When I gifted DS deposit money towards his apartment purchase, they wanted loads of proof including screenshots of my bank account showing the money in there for a few months, and I had to sign that it was a gift and I had no claim to his house etc. I also had to say where it came from ie where I got it from originally. This was ‘only’ £20k by the way. His solicitor wanted this info - I believe they do this for money laundering checks. There will probably be a similar paper trail if your £40k was used for a house purchase, even via his parents’ account.

Treesarenotforeating · 01/04/2025 13:58

jeeze
take them to court, cheeky sods

NuitDeSable · 01/04/2025 13:59

SpaceMoo · 01/04/2025 10:32

Is it too late to ask her for a loan agreement now since it is taking so long for her to give us the money back? DH thinks this shows distrust and pretty much ends the friendship.

I think the friendship is over. She obviously doesn’t know me and DH are arguing about it, so it may not be her fault (?) - if she’s not playing us and conning us.

Of course she is playing you.

A decent person would not ask and would not accept money from friends in this manner.

Now that she owes you the money if there genuinely was any kind of difficulty in repaying you they would sit down with you both and discuss a payment plan and tell you they would be trading in investments and selling shares etc as well as selling a car, jewellery, clothing, anything at all of value to repay you.

I think there is more to it and could w en involve money laundering.

Your husband is an absolute brainless fool and I would divorce him asap.

GirlWhatHaveYouDoneYoureAPinkPonyGirl · 01/04/2025 14:05

SpaceMoo · 01/04/2025 11:09

Yes. That’s why DH trusts her. She has her own business. She wouldn’t do this? It would ruin her if people found out she is taking money from people like this?

She won’t want to get a CCJ or she’ll be struck off. Use that as leverage!

godmum56 · 01/04/2025 14:06

it occures to me that the "money burns a hole in their pocket" type...and I was one so I know.....doesn't get the spending dopamine hit by loaning the money to someone else?

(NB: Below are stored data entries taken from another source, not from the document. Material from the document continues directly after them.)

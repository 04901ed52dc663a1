//! Book listing, creation and deletion endpoints

use axum::{
    extract::{Path, Query, State},
    response::{Html, Redirect},
    Form,
};
use axum_extra::extract::{cookie::SignedCookieJar, WithRejection};
use serde::Serialize;

use crate::{
    error::{AppError, AppResult},
    models::{author::Author, book::{CreateBook, ListingQuery}},
    views::{Page, ADD_BOOK, HOME},
    AppState,
};

use super::flash::{self, Flash};

#[derive(Serialize)]
struct AddBookData {
    authors: Vec<Author>,
}

/// Listing with optional title search and sort key
pub async fn home(
    State(state): State<AppState>,
    jar: SignedCookieJar,
    Query(query): Query<ListingQuery>,
) -> AppResult<(SignedCookieJar, Html<String>)> {
    let listing = state.services.books.listing(&query).await?;
    let (jar, flashes) = flash::take(jar);
    let html = state.views.render(
        HOME,
        &Page {
            title: "Books",
            flashes: &flashes,
            data: &listing,
        },
    )?;
    Ok((jar, html))
}

/// Book creation form with author choices
pub async fn add_book_form(
    State(state): State<AppState>,
    jar: SignedCookieJar,
) -> AppResult<(SignedCookieJar, Html<String>)> {
    let authors = state.services.authors.list().await?;
    let (jar, flashes) = flash::take(jar);
    let html = state.views.render(
        ADD_BOOK,
        &Page {
            title: "Add book",
            flashes: &flashes,
            data: AddBookData { authors },
        },
    )?;
    Ok((jar, html))
}

/// Create a book and return to the form
pub async fn add_book(
    State(state): State<AppState>,
    jar: SignedCookieJar,
    WithRejection(Form(data), _): WithRejection<Form<CreateBook>, AppError>,
) -> AppResult<(SignedCookieJar, Redirect)> {
    let book = state.services.books.create(&data).await?;
    let jar = flash::push(
        jar,
        Flash::success(format!("title {} added successfully", book.title)),
    );
    Ok((jar, Redirect::to("/add_book")))
}

/// Delete a book; a missing book is reported as a notice, not a failure
pub async fn delete_book(
    State(state): State<AppState>,
    jar: SignedCookieJar,
    Path(id): Path<i64>,
) -> AppResult<(SignedCookieJar, Redirect)> {
    let notice = match state.services.books.delete(id).await {
        Ok(book) => Flash::success(format!("Book '{}' deleted successfully", book.title)),
        Err(AppError::NotFound(_)) => Flash::error("Book not found."),
        Err(e) => return Err(e),
    };
    Ok((flash::push(jar, notice), Redirect::to("/")))
}
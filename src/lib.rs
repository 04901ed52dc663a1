//! Library Catalog
//!
//! A small web application for browsing, searching, adding and deleting
//! books and their authors, backed by a SQLite database.

use std::sync::Arc;

use axum_extra::extract::cookie::Key;
use sha2::{Digest, Sha512};
use sqlx::{Pool, Sqlite};

pub mod api;
pub mod config;
pub mod error;
pub mod models;
pub mod repository;
pub mod services;
pub mod views;

pub use config::AppConfig;
pub use error::{AppError, AppResult};

/// Application state shared across all handlers
#[derive(Clone)]
pub struct AppState {
    pub config: Arc<AppConfig>,
    pub services: Arc<services::Services>,
    pub views: Arc<views::Views>,
    pub cookie_key: Key,
}

impl AppState {
    /// Wire services, templates and the cookie key around an open pool
    pub fn new(config: AppConfig, pool: Pool<Sqlite>) -> AppResult<Self> {
        let repository = repository::Repository::new(pool);
        // Key::from needs 64 bytes, which is exactly one SHA-512 digest
        let digest = Sha512::digest(config.session.secret_key.as_bytes());
        Ok(Self {
            cookie_key: Key::from(digest.as_slice()),
            services: Arc::new(services::Services::new(repository)),
            views: Arc::new(views::Views::new()?),
            config: Arc::new(config),
        })
    }
}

Ohthatsabitshit · 01/04/2025 14:07

MusicMakesItAllBetter · 01/04/2025 13:09

@SpaceMoo literally has said in the comments above yours, no loan agreement 🤦🏼‍♀️

And goes on to say later there are some texts. But well spotted ⭐️

Isthiswhatmenthink · 01/04/2025 14:08

He thinks I’ve got a problem with her. (I didn’t used to)

He should fucking well have a problem with her. Is there something weird going on between them?

KnittedFerret · 01/04/2025 14:12

Littlemisscapable · 01/04/2025 13:56

Honestly. This is so bizarre. Is this real ?

Look at the date.

rosemarble · 01/04/2025 14:13

I recently cooled things with a friend when she fucked me around paying me back £8!
It was the straw that broke the camel's back and it wasn't so much the money but how she lied and took me for a fool.
40K.....dear God.

MrsJoanDanvers · 01/04/2025 14:22

Is this an April Fool?

telestrations · 01/04/2025 14:27

@CheesePlantBoxes nails it, play nice, get an admission of loan in text and then get your money back

Also I wouldn't mention again to your DH he's either still had by the con or realising he had been which will be an utter humiliation for him once it's hits and more so the more you told him so

thenightsky · 01/04/2025 14:36

They are ‘visibly rich’. Big house, two cars each, gated house. I felt silly to be questioning if they would give it back.

I wonder how many others are funding their lifestyle like you are.